Zarco: un debuttante solo al comando.

Sul circuito di Losail, nella gara del 26 marzo scorso, il transalpino è riuscito a mantenere la testa della corsa per ben 6 giri, diventando così l’unico pilota nella storia della MotoGP (dal 2002 ad oggi) a portarsi per almeno un giro al comando della corsa d’esordio. Per capire l’importanza di tale impresa basti pensare al fatto che Marc Marquez ci riuscì solo al secondo GP, Jorge Lorenzo al terzo appuntamento, mentre addirittura Valentino Rossi lo fece al suo sesto Gran Premio.

È già il miglior francese della storia della MotoGP.

Inoltre, con le 6 tornate davanti a tutti, Zarco è già il centauro d’Oltralpe con il maggior numero di passaggi giri al comando nella MotoGP. Il classe ’90 ha infatti doppiato il precedente primatista Olivier Jacque che si è fermato a quota 3 (tutti nella stagione 2003). Ma per sancire ancora la sua superiorità a livello nazionale, grazie al suo 4° giro sul tracciato qatariota in 1’55'990, è anche il primo francese a stabilire il giro più veloce in un Gran Premio di MotoGP.

Partenza sprint come Rossi e Marquez.

In questo modo Johann ha eguagliato due dei più grandi protagonisti del Circus: Valentino Rossi e Marc Marquez.
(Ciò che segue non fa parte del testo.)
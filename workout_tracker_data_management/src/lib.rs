use const_format::concatcp;

pub mod codec;
pub mod error;
pub mod storage;
pub mod store;
mod workout_manager;

pub use error::*;
pub use workout_manager::*;

/// Key under which the whole workout list is persisted.
pub const STORAGE_KEY: &str = "workouts";

pub const DATA_DIR: &str = "data/";
pub const STORAGE_FILE_EXTENSION: &str = ".json";
pub const DEFAULT_STORAGE_FILE: &str = concatcp!(DATA_DIR, STORAGE_KEY, STORAGE_FILE_EXTENSION);
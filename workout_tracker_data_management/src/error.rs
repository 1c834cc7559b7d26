use std::fmt;

use thiserror::Error;
use workout_tracker_lib::WorkoutId;

/// An input field of the workout form.
#[derive(Debug, Clone, Copy, PartialEq, Eq, Hash)]
pub enum Field {
    Kind,
    Coordinates,
    Distance,
    Duration,
    Cadence,
    ElevationGain,
}

impl Field {
    fn rule(&self) -> &'static str {
        match self {
            Field::Kind => "kind must be running or cycling",
            Field::Coordinates => "location must be a finite coordinate",
            Field::Distance => "distance must be a positive number",
            Field::Duration => "duration must be a positive number",
            Field::Cadence => "cadence must be a positive number",
            Field::ElevationGain => "elevation gain must be a non-zero number",
        }
    }
}

impl fmt::Display for Field {
    fn fmt(&self, f: &mut fmt::Formatter<'_>) -> fmt::Result {
        f.write_str(match self {
            Field::Kind => "kind",
            Field::Coordinates => "coordinates",
            Field::Distance => "distance",
            Field::Duration => "duration",
            Field::Cadence => "cadence",
            Field::ElevationGain => "elevation gain",
        })
    }
}

/// One or more inputs were non-finite or non-positive for the selected kind.
#[derive(Debug, Clone, PartialEq, Eq, Error)]
#[error("Invalid workout: {}", rules(.fields))]
pub struct ValidationError {
    pub fields: Vec<Field>,
}

impl ValidationError {
    pub fn new(fields: Vec<Field>) -> Self {
        Self { fields }
    }

    pub fn contains(&self, field: Field) -> bool {
        self.fields.contains(&field)
    }
}

fn rules(fields: &[Field]) -> String {
    fields.iter().map(Field::rule).collect::<Vec<_>>().join(", ")
}

#[derive(Debug, Clone, PartialEq, Eq, Error)]
#[error("No workout with id {0}")]
pub struct NotFoundError(pub WorkoutId);

/// A persisted blob, or a record inside it, could not be turned back into workouts.
#[derive(Debug, Error)]
pub enum DecodeError {
    #[error("Malformed workout blob: {0}")]
    Malformed(#[from] serde_json::Error),

    #[error("Record {id} has unknown kind '{kind}'")]
    UnknownKind { id: String, kind: String },

    #[error("Record {id} is missing {field}")]
    MissingField { id: String, field: Field },

    #[error("Record {id} is invalid: {source}")]
    Invalid { id: String, source: ValidationError },

    #[error("Record {0} repeats an id already loaded")]
    DuplicateId(WorkoutId),
}

#[derive(Debug, Error)]
pub enum StorageError {
    #[error("Storage IO error: {0}")]
    Io(#[from] std::io::Error),

    #[error("Failed to encode workouts: {0}")]
    Encode(#[from] serde_json::Error),

    #[error("Storage unavailable: {0}")]
    Unavailable(String),
}

#[derive(Debug, Error)]
pub enum WorkoutError {
    #[error("Could not find your position!")]
    LocationUnavailable(String),

    #[error(transparent)]
    Validation(#[from] ValidationError),

    #[error(transparent)]
    NotFound(#[from] NotFoundError),

    #[error(transparent)]
    Decode(#[from] DecodeError),

    #[error(transparent)]
    Storage(#[from] StorageError),
}
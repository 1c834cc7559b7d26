use std::collections::HashMap;

use workout_tracker_data_management::{storage::KeyValueStore, ValidationError, WorkoutError, WorkoutManager};
use workout_tracker_lib::{Coordinates, Workout, WorkoutId};

use crate::{
    collaborators::{Geolocation, MapWidget, Notifier, WorkoutForm, WorkoutList},
    config::ViewConfig,
    event::{EventQueue, EventSink, ViewEvent},
    presentation::{ListEntry, Popup},
};

#[derive(Debug, Clone, Copy, PartialEq)]
pub enum ViewState {
    /// Waiting for the one geolocation answer. No map yet.
    AwaitingLocation,
    /// Geolocation failed. The list works, the map never will.
    LocationUnavailable,
    MapReady,
    /// The form is visible for a workout at `coordinates`.
    FormOpen { coordinates: Coordinates },
}

/// Keeps the map markers and list entries in step with the workout store, and routes
/// every user interaction through it.
pub struct ViewReconciler<M, F, L, N, S>
where
    M: MapWidget,
    F: WorkoutForm,
    L: WorkoutList,
    N: Notifier,
    S: KeyValueStore,
{
    manager: WorkoutManager<S>,
    map: M,
    form: F,
    list: L,
    notifier: N,
    config: ViewConfig,
    state: ViewState,
    markers: HashMap<WorkoutId, M::Marker>,
    sink: Option<EventSink>,
}

impl<M, F, L, N, S> ViewReconciler<M, F, L, N, S>
where
    M: MapWidget,
    F: WorkoutForm,
    L: WorkoutList,
    N: Notifier,
    S: KeyValueStore,
{
    pub fn new(manager: WorkoutManager<S>, map: M, form: F, list: L, notifier: N, config: ViewConfig) -> Self {
        Self {
            manager,
            map,
            form,
            list,
            notifier,
            config,
            state: ViewState::AwaitingLocation,
            markers: HashMap::new(),
            sink: None,
        }
    }

    /// Subscribes to the form and list and asks for the position. Only the first call does anything.
    pub fn start(&mut self, sink: EventSink, geolocation: &mut impl Geolocation) {
        if self.sink.is_some() {
            tracing::warn!("Reconciler already started");
            return;
        }

        self.form.subscribe(sink.clone());
        self.list.subscribe(sink.clone());
        self.sink = Some(sink.clone());
        geolocation.request_position(sink);
    }

    /// Handles every queued event. Returns how many there were.
    pub fn pump(&mut self, events: &EventQueue) -> usize {
        let mut handled = 0;
        while let Some(event) = events.pop() {
            self.handle(event);
            handled += 1;
        }
        handled
    }

    pub fn handle(&mut self, event: ViewEvent) {
        match event {
            ViewEvent::LocationResolved(center) => self.on_location(center),
            ViewEvent::LocationFailed(reason) => self.on_location_failed(reason),
            ViewEvent::MapClicked(at) => self.on_map_click(at),
            ViewEvent::KindToggled(kind) => self.form.show_fields_for(kind),
            ViewEvent::FormSubmitted => self.on_submit(),
            ViewEvent::WorkoutSelected(id) => self.on_select(&id),
            ViewEvent::DeleteRequested(id) => self.on_delete(&id),
        }
    }

    /// Throws away every marker and list entry and renders them again from the store.
    pub fn resync(&mut self) {
        for (_, marker) in self.markers.drain() {
            self.map.remove_marker(marker);
        }
        self.list.clear();
        self.render_all();
    }

    pub fn state(&self) -> ViewState {
        self.state
    }

    pub fn manager(&self) -> &WorkoutManager<S> {
        &self.manager
    }

    pub fn workouts(&self) -> &[Workout] {
        self.manager.workouts()
    }

    pub fn map(&self) -> &M {
        &self.map
    }

    pub fn form(&self) -> &F {
        &self.form
    }

    pub fn list(&self) -> &L {
        &self.list
    }

    pub fn notifier(&self) -> &N {
        &self.notifier
    }

    pub fn config(&self) -> &ViewConfig {
        &self.config
    }

    fn map_is_live(&self) -> bool {
        matches!(self.state, ViewState::MapReady | ViewState::FormOpen { .. })
    }

    fn on_location(&mut self, center: Coordinates) {
        if self.state != ViewState::AwaitingLocation {
            tracing::debug!("Ignoring late location {center}");
            return;
        }
        let Some(sink) = self.sink.clone() else {
            tracing::debug!("Ignoring location before start");
            return;
        };

        self.map.set_view(center, self.config.zoom);
        self.map.subscribe_clicks(sink);
        self.state = ViewState::MapReady;
        self.render_all();
    }

    fn on_location_failed(&mut self, reason: String) {
        if self.state != ViewState::AwaitingLocation {
            tracing::debug!("Ignoring late location failure: {reason}");
            return;
        }

        tracing::warn!("Geolocation failed: {reason}");
        let err = WorkoutError::LocationUnavailable(reason);
        self.notifier.alert(&err.to_string());
        self.state = ViewState::LocationUnavailable;
        self.render_all();
    }

    fn on_map_click(&mut self, at: Coordinates) {
        match self.state {
            ViewState::MapReady => {
                self.state = ViewState::FormOpen { coordinates: at };
                self.form.show();
            }
            // Last click wins
            ViewState::FormOpen { .. } => self.state = ViewState::FormOpen { coordinates: at },
            ViewState::AwaitingLocation | ViewState::LocationUnavailable => {
                tracing::debug!("Ignoring map click without a map");
            }
        }
    }

    fn on_submit(&mut self) {
        let ViewState::FormOpen { coordinates } = self.state else {
            tracing::debug!("Ignoring submit with no open form");
            return;
        };

        match self.create_from_form(coordinates) {
            Ok(id) => {
                self.render(&id);
                self.form.clear();
                self.form.hide(self.config.form_transition);
                self.state = ViewState::MapReady;
            }
            // Form stays open with the user's input and the captured coordinates
            Err(err) => self.notifier.alert(&err.to_string()),
        }
    }

    fn create_from_form(&mut self, coordinates: Coordinates) -> Result<WorkoutId, ValidationError> {
        let parsed = self.form.read().parse()?;
        let workout = self.manager.create(coordinates, parsed.distance_km, parsed.duration_min, parsed.activity)?;
        Ok(workout.id().clone())
    }

    fn on_select(&mut self, id: &WorkoutId) {
        let Some(center) = self.manager.find(id).map(Workout::coordinates) else {
            tracing::warn!("Selected workout {id} is not in the store");
            return;
        };

        if self.map_is_live() {
            self.map.pan_to(center, self.config.zoom);
        }
        self.manager.record_interaction(id);
    }

    fn on_delete(&mut self, id: &WorkoutId) {
        self.list.remove(id);
        if let Some(marker) = self.markers.remove(id) {
            self.map.remove_marker(marker);
        }

        if let Err(err) = self.manager.delete(id) {
            tracing::warn!("{err}");
        }

        self.resync();
    }

    fn render_all(&mut self) {
        let ids: Vec<WorkoutId> = self.manager.workouts().iter().map(|workout| workout.id().clone()).collect();
        for id in &ids {
            self.render(id);
        }
    }

    fn render(&mut self, id: &WorkoutId) {
        let Some(workout) = self.manager.find(id) else {
            return;
        };
        let entry = ListEntry::from(workout);
        let popup = Popup::for_workout(workout, &self.config.popup);
        let at = workout.coordinates();

        if self.map_is_live() {
            let marker = self.map.add_marker(at, &popup);
            self.markers.insert(id.clone(), marker);
        }
        self.list.insert(&entry);
    }
}
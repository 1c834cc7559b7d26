pub mod leaflet_map;
pub mod workout_form;
pub mod workout_list;
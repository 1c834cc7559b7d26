use gloo_utils::document;
use leaflet::{LatLng, Map, MapOptions, Marker, MouseEvent, Popup as LeafletPopup, PopupOptions, TileLayer, TileLayerOptions};
use wasm_bindgen::{JsCast, JsValue};
use web_sys::{HtmlElement, Node};
use workout_tracker_lib::Coordinates;
use workout_tracker_view::{EventSink, MapWidget, Popup, ViewEvent};
use yew::Html;

const TILE_URL: &str = "https://{s}.tile.openstreetmap.fr/hot/{z}/{x}/{y}.png";

/// Leaflet map living in a detached container until the model mounts it.
pub struct LeafletMap {
    map: Map,
    container: HtmlElement,
}

impl LeafletMap {
    pub fn new() -> Result<Self, JsValue> {
        let container: HtmlElement = document().create_element("div")?.dyn_into()?;
        container.set_id("map");

        let map = Map::new_with_element(&container, &MapOptions::default());

        Ok(Self { map, container })
    }

    pub fn render(&self) -> Html {
        let node: &Node = self.container.as_ref();
        Html::VRef(node.clone())
    }

    /// Called once the container is in the document, Leaflet measures it here.
    pub fn attach(&self) {
        self.map.invalidate_size(false);
        add_tile_layer(&self.map);
    }
}

impl MapWidget for LeafletMap {
    type Marker = Marker;

    fn set_view(&mut self, center: Coordinates, zoom: f64) {
        self.map.set_view(&lat_lng(center), zoom);
    }

    fn pan_to(&mut self, center: Coordinates, zoom: f64) {
        self.map.fly_to(&lat_lng(center), zoom);
    }

    fn add_marker(&mut self, at: Coordinates, popup: &Popup) -> Marker {
        let opts = PopupOptions::default();
        opts.set_max_width(popup.style.max_width);
        opts.set_min_width(popup.style.min_width);
        opts.set_auto_close(popup.style.auto_close);
        opts.set_close_on_click(popup.style.close_on_click);
        opts.set_class_name(popup.class_name.clone());

        let leaflet_popup = LeafletPopup::new(&opts, None);
        // Stored descriptions are text, never markup
        let content: JsValue = match document().create_element("span") {
            Ok(span) => {
                span.set_text_content(Some(&popup.content));
                span.into()
            }
            Err(_) => JsValue::from_str(&popup.content),
        };
        leaflet_popup.set_content(&content);

        let marker = Marker::new(&lat_lng(at));
        marker.add_to(&self.map);
        marker.bind_popup(&leaflet_popup).open_popup();
        marker
    }

    fn remove_marker(&mut self, marker: Marker) {
        marker.remove();
    }

    fn subscribe_clicks(&mut self, sink: EventSink) {
        self.map.on_mouse_click(Box::new(move |event: MouseEvent| {
            let at = event.lat_lng();
            sink(ViewEvent::MapClicked(Coordinates::new(at.lat(), at.lng())));
        }));
    }
}

fn lat_lng(at: Coordinates) -> LatLng {
    LatLng::new(at.latitude(), at.longitude())
}

fn add_tile_layer(map: &Map) {
    let opts = TileLayerOptions::new();
    opts.set_update_when_idle(true);
    TileLayer::new_options(TILE_URL, &opts).add_to(map);
}
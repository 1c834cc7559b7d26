//! Converts the workout list to and from the plain JSON blob kept in storage.
//!
//! Storage only keeps plain data, so every record carries its `type` tag and is turned back into a
//! real [`Workout`] variant on decode. A record that cannot be re-hydrated is dropped on its own,
//! a blob that cannot be parsed at all decodes as an empty history.

use std::collections::HashSet;

use chrono::{DateTime, Utc};
use serde::{Deserialize, Serialize};
use workout_tracker_lib::{
    workout::{ActivityInput, WorkoutCommon},
    Coordinates, Cycling, Running, Workout, WorkoutId, WorkoutKind,
};

use crate::{store::validate, DecodeError, Field, StorageError};

/// Data-only projection of a workout, as it looks in storage.
#[derive(Debug, Clone, PartialEq, Serialize, Deserialize)]
#[serde(rename_all = "camelCase")]
pub struct WorkoutRecord {
    #[serde(rename = "type")]
    pub kind: String,
    pub id: String,
    pub date: DateTime<Utc>,
    pub coords: Coordinates,
    pub distance: f64,
    pub duration: f64,
    pub description: String,
    #[serde(default)]
    pub clicks: u32,
    #[serde(default, skip_serializing_if = "Option::is_none")]
    pub cadence: Option<f64>,
    #[serde(default, skip_serializing_if = "Option::is_none")]
    pub pace: Option<f64>,
    #[serde(default, skip_serializing_if = "Option::is_none")]
    pub elevation_gain: Option<f64>,
    #[serde(default, skip_serializing_if = "Option::is_none")]
    pub speed: Option<f64>,
}

impl From<&Workout> for WorkoutRecord {
    fn from(workout: &Workout) -> Self {
        let (cadence, pace, elevation_gain, speed) = match workout {
            Workout::Running(running) => (Some(running.cadence_spm()), Some(running.pace_min_per_km()), None, None),
            Workout::Cycling(cycling) => (None, None, Some(cycling.elevation_gain_m()), Some(cycling.speed_km_per_h())),
        };

        Self {
            kind: workout.kind().as_str().to_owned(),
            id: workout.id().to_string(),
            date: workout.created_at(),
            coords: workout.coordinates(),
            distance: workout.distance_km(),
            duration: workout.duration_min(),
            description: workout.description().to_owned(),
            clicks: workout.interaction_count(),
            cadence,
            pace,
            elevation_gain,
            speed,
        }
    }
}

impl TryFrom<WorkoutRecord> for Workout {
    type Error = DecodeError;

    /// Re-attaches variant behavior using the stored tag. Frozen metrics are taken as stored and
    /// only derived from the inputs when the record predates them.
    fn try_from(record: WorkoutRecord) -> Result<Self, Self::Error> {
        let kind: WorkoutKind = record.kind.parse().map_err(|_| DecodeError::UnknownKind {
            id: record.id.clone(),
            kind: record.kind.clone(),
        })?;

        let missing = |field| DecodeError::MissingField { id: record.id.clone(), field };
        let input = match kind {
            WorkoutKind::Running => ActivityInput::Running {
                cadence_spm: record.cadence.ok_or_else(|| missing(Field::Cadence))?,
            },
            WorkoutKind::Cycling => ActivityInput::Cycling {
                elevation_gain_m: record.elevation_gain.ok_or_else(|| missing(Field::ElevationGain))?,
            },
        };

        validate(record.coords, record.distance, record.duration, &input).map_err(|source| DecodeError::Invalid {
            id: record.id.clone(),
            source,
        })?;

        let common = WorkoutCommon::restore(
            WorkoutId::from(record.id),
            record.date,
            record.coords,
            record.distance,
            record.duration,
            record.description,
            record.clicks,
        );

        Ok(match input {
            ActivityInput::Running { cadence_spm } => {
                let pace = record.pace.unwrap_or(record.duration / record.distance);
                Workout::Running(Running::restore(common, cadence_spm, pace))
            }
            ActivityInput::Cycling { elevation_gain_m } => {
                let speed = record.speed.unwrap_or(record.distance / (record.duration / 60.));
                Workout::Cycling(Cycling::restore(common, elevation_gain_m, speed))
            }
        })
    }
}

pub fn encode(workouts: &[Workout]) -> Result<String, StorageError> {
    let records: Vec<WorkoutRecord> = workouts.iter().map(WorkoutRecord::from).collect();
    Ok(serde_json::to_string(&records)?)
}

/// Never fails. A missing or unreadable blob is an empty history.
pub fn decode(blob: Option<&str>) -> Vec<Workout> {
    let Some(blob) = blob else {
        tracing::debug!("No stored workouts");
        return Vec::new();
    };

    match try_decode(blob) {
        Ok(workouts) => workouts,
        Err(err) => {
            tracing::warn!("Discarding stored workouts: {err}");
            Vec::new()
        }
    }
}

fn try_decode(blob: &str) -> Result<Vec<Workout>, DecodeError> {
    let values: Vec<serde_json::Value> = serde_json::from_str(blob)?;
    let mut workouts = Vec::with_capacity(values.len());
    let mut seen = HashSet::new();

    for value in values {
        // First record with an id wins
        let workout = serde_json::from_value::<WorkoutRecord>(value)
            .map_err(DecodeError::from)
            .and_then(Workout::try_from)
            .and_then(|workout| {
                if seen.insert(workout.id().clone()) {
                    Ok(workout)
                } else {
                    Err(DecodeError::DuplicateId(workout.id().clone()))
                }
            });

        match workout {
            Ok(workout) => workouts.push(workout),
            Err(err) => tracing::warn!("Skipping stored workout: {err}"),
        }
    }

    Ok(workouts)
}
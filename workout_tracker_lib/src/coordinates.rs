use std::fmt;

use serde::{Deserialize, Serialize};

/// A latitude/longitude pair in degrees. Stored as `[lat, lng]`.
#[derive(Debug, Clone, Copy, PartialEq, Serialize, Deserialize)]
pub struct Coordinates(pub f64, pub f64);

impl Coordinates {
    pub fn new(latitude: f64, longitude: f64) -> Self {
        Self(latitude, longitude)
    }

    pub fn latitude(&self) -> f64 {
        self.0
    }

    pub fn longitude(&self) -> f64 {
        self.1
    }

    pub fn is_finite(&self) -> bool {
        self.0.is_finite() && self.1.is_finite()
    }
}

impl From<(f64, f64)> for Coordinates {
    fn from((latitude, longitude): (f64, f64)) -> Self {
        Self(latitude, longitude)
    }
}

impl fmt::Display for Coordinates {
    fn fmt(&self, f: &mut fmt::Formatter<'_>) -> fmt::Result {
        write!(f, "{:.6}, {:.6}", self.0, self.1)
    }
}
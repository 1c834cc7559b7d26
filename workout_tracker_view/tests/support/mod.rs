//! Recording doubles for every collaborator of the reconciler.

#![allow(dead_code)]

use std::{cell::RefCell, rc::Rc, time::Duration};

use workout_tracker_data_management::{storage::MemoryStore, WorkoutManager};
use workout_tracker_lib::{Coordinates, WorkoutId, WorkoutKind};
use workout_tracker_view::{
    event_channel, EventQueue, EventSink, Geolocation, ListEntry, MapWidget, Notifier, Popup, RawWorkoutInput, ViewConfig,
    ViewEvent, ViewReconciler, WorkoutForm, WorkoutList,
};

pub type TestReconciler = ViewReconciler<FakeMap, FakeForm, FakeList, FakeNotifier, MemoryStore>;

pub struct FakeGeolocation {
    pub answer: Result<Coordinates, String>,
    pub requests: usize,
}

impl Geolocation for FakeGeolocation {
    fn request_position(&mut self, sink: EventSink) {
        self.requests += 1;
        match &self.answer {
            Ok(at) => sink(ViewEvent::LocationResolved(*at)),
            Err(reason) => sink(ViewEvent::LocationFailed(reason.clone())),
        }
    }
}

#[derive(Debug, Clone, PartialEq)]
pub struct PlacedMarker {
    pub handle: u32,
    pub at: Coordinates,
    pub popup: Popup,
}

#[derive(Default)]
pub struct FakeMap {
    pub views: Vec<(Coordinates, f64)>,
    pub pans: Vec<(Coordinates, f64)>,
    pub markers: Vec<PlacedMarker>,
    pub removed: Vec<u32>,
    pub click_subscriptions: usize,
    next_handle: u32,
    sink: Option<EventSink>,
}

impl FakeMap {
    pub fn click(&self, at: Coordinates) {
        let sink = self.sink.as_ref().expect("map clicks were never subscribed");
        sink(ViewEvent::MapClicked(at));
    }

    pub fn marker_at(&self, at: Coordinates) -> Option<&PlacedMarker> {
        self.markers.iter().find(|marker| marker.at == at)
    }
}

impl MapWidget for FakeMap {
    type Marker = u32;

    fn set_view(&mut self, center: Coordinates, zoom: f64) {
        self.views.push((center, zoom));
    }

    fn pan_to(&mut self, center: Coordinates, zoom: f64) {
        self.pans.push((center, zoom));
    }

    fn add_marker(&mut self, at: Coordinates, popup: &Popup) -> u32 {
        self.next_handle += 1;
        self.markers.push(PlacedMarker { handle: self.next_handle, at, popup: popup.clone() });
        self.next_handle
    }

    fn remove_marker(&mut self, marker: u32) {
        self.markers.retain(|placed| placed.handle != marker);
        self.removed.push(marker);
    }

    fn subscribe_clicks(&mut self, sink: EventSink) {
        self.click_subscriptions += 1;
        self.sink = Some(sink);
    }
}

#[derive(Default)]
pub struct FakeForm {
    pub visible: bool,
    pub focused: bool,
    pub shown: usize,
    pub fields_for: Option<WorkoutKind>,
    pub hidden_for: Option<Duration>,
    pub subscriptions: usize,
    input: Rc<RefCell<RawWorkoutInput>>,
    sink: Option<EventSink>,
}

impl FakeForm {
    pub fn type_in(&self, kind: &str, distance: &str, duration: &str, cadence: &str, elevation: &str) {
        *self.input.borrow_mut() = RawWorkoutInput {
            kind: kind.into(),
            distance: distance.into(),
            duration: duration.into(),
            cadence: cadence.into(),
            elevation: elevation.into(),
        };
    }

    pub fn input(&self) -> RawWorkoutInput {
        self.input.borrow().clone()
    }

    pub fn submit(&self) {
        let sink = self.sink.as_ref().expect("form was never subscribed");
        sink(ViewEvent::FormSubmitted);
    }

    pub fn select_kind(&self, kind: WorkoutKind) {
        let sink = self.sink.as_ref().expect("form was never subscribed");
        sink(ViewEvent::KindToggled(kind));
    }
}

impl WorkoutForm for FakeForm {
    fn show(&mut self) {
        self.visible = true;
        self.focused = true;
        self.shown += 1;
    }

    fn read(&self) -> RawWorkoutInput {
        self.input()
    }

    fn show_fields_for(&mut self, kind: WorkoutKind) {
        self.fields_for = Some(kind);
    }

    fn clear(&mut self) {
        let kind = self.input.borrow().kind.clone();
        *self.input.borrow_mut() = RawWorkoutInput { kind, ..Default::default() };
    }

    fn hide(&mut self, transition: Duration) {
        self.visible = false;
        self.focused = false;
        self.hidden_for = Some(transition);
    }

    fn subscribe(&mut self, sink: EventSink) {
        self.subscriptions += 1;
        self.sink = Some(sink);
    }
}

#[derive(Default)]
pub struct FakeList {
    /// Top of the list first
    pub entries: Vec<ListEntry>,
    pub subscriptions: usize,
    sink: Option<EventSink>,
}

impl FakeList {
    pub fn click(&self, id: &WorkoutId) {
        let sink = self.sink.as_ref().expect("list was never subscribed");
        sink(ViewEvent::WorkoutSelected(id.clone()));
    }

    pub fn click_delete(&self, id: &WorkoutId) {
        let sink = self.sink.as_ref().expect("list was never subscribed");
        sink(ViewEvent::DeleteRequested(id.clone()));
    }

    pub fn ids(&self) -> Vec<WorkoutId> {
        self.entries.iter().map(|entry| entry.id.clone()).collect()
    }
}

impl WorkoutList for FakeList {
    fn insert(&mut self, entry: &ListEntry) {
        self.entries.insert(0, entry.clone());
    }

    fn remove(&mut self, id: &WorkoutId) {
        self.entries.retain(|entry| &entry.id != id);
    }

    fn clear(&mut self) {
        self.entries.clear();
    }

    fn subscribe(&mut self, sink: EventSink) {
        self.subscriptions += 1;
        self.sink = Some(sink);
    }
}

#[derive(Default)]
pub struct FakeNotifier {
    pub alerts: Vec<String>,
}

impl Notifier for FakeNotifier {
    fn alert(&mut self, message: &str) {
        self.alerts.push(message.to_owned());
    }
}

pub const HOME: Coordinates = Coordinates(56.175188, 10.196123);

pub struct Harness {
    pub reconciler: TestReconciler,
    pub events: EventQueue,
    pub geolocation: FakeGeolocation,
}

impl Harness {
    pub fn start(storage: MemoryStore, location: Result<Coordinates, String>) -> Self {
        let manager = WorkoutManager::load(storage);
        let mut reconciler = ViewReconciler::new(
            manager,
            FakeMap::default(),
            FakeForm::default(),
            FakeList::default(),
            FakeNotifier::default(),
            ViewConfig::default(),
        );

        let (sink, events) = event_channel();
        let mut geolocation = FakeGeolocation { answer: location, requests: 0 };
        reconciler.start(sink, &mut geolocation);

        let mut harness = Self { reconciler, events, geolocation };
        harness.pump();
        harness
    }

    pub fn located() -> Self {
        Self::start(MemoryStore::new(), Ok(HOME))
    }

    pub fn pump(&mut self) -> usize {
        self.reconciler.pump(&self.events)
    }

    pub fn map(&self) -> &FakeMap {
        self.reconciler.map()
    }

    pub fn form(&self) -> &FakeForm {
        self.reconciler.form()
    }

    pub fn list(&self) -> &FakeList {
        self.reconciler.list()
    }

    pub fn alerts(&self) -> &[String] {
        &self.reconciler.notifier().alerts
    }

    /// Click the map, fill the form, submit.
    pub fn record(&mut self, at: Coordinates, kind: &str, distance: &str, duration: &str, extra: &str) {
        self.map().click(at);
        self.pump();
        match kind {
            "cycling" => self.form().type_in(kind, distance, duration, "", extra),
            _ => self.form().type_in(kind, distance, duration, extra, ""),
        }
        self.form().submit();
        self.pump();
    }
}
Infatti, prima del pilota della Yamaha Tech 3, il Dottore e il Cabronçito erano gli unici due centauri ad esser riusciti a piazzare il giro veloce all’esordio “tra i grandi”: il marchigiano nel GP del Sudafrica del 2000, mentre lo spagnolo anch’esso in Qatar, come Zarco, ma nel 2013.

La scheggia impazzita della MotoGP.

Tutti questi primati fanno ben sperare sia il centauro di Cannes che il team satellite della casa di Iwata, che però si scontrano con la triste realtà dei risultati, dato che la prima grande prestazione di Johann Zarco in Qatar alla fine non ha fruttato alcun punto in classifica, causa la scivolata che lo ha messo fuori gioco proprio quando si trovava sorprendentemente in testa alla gara. Ma tutti sono pronti a scommettere che sarà lui la vera scheggia impazzita di questa nuova edizione del Campionato Mondiale della MotoGP, soprattutto quando riuscirà a tenere a bada la propria foga.